TASK OBJECTIVE =>
Filter the lines below, copying only those with the string "scoring".

DATA SUPPLIED =>
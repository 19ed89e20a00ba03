pub mod application;
pub mod criteria;
pub mod judging;
pub mod scoring;

pub use application::ApplicationRecordManager;
pub use criteria::CriteriaRegistry;
pub use judging::JudgeIdentityBinder;
pub use scoring::ScoringEngine;
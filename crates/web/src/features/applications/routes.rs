use axum::{
    Router,
    extract::DefaultBodyLimit,
    routing::{get, post, put},
};

use crate::state::AppState;

use super::handlers::{
    confirm_application, create_application, get_application, list_applications, resume_url,
    update_application,
};

// Headroom above the 10MB resume cap so multipart framing fits.
const MAX_BODY_BYTES: usize = 12 * 1024 * 1024;

pub fn routes() -> Router<AppState> {
    Router::new()
        .route("/", post(create_application).get(list_applications))
        .route("/:id", get(get_application).put(update_application))
        .route("/:id/confirm", put(confirm_application))
        .route("/:id/resume/url", get(resume_url))
        .layer(DefaultBodyLimit::max(MAX_BODY_BYTES))
}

SOLUTION BELOW =>
pub mod scoring;
pub use scoring::ScoringEngine;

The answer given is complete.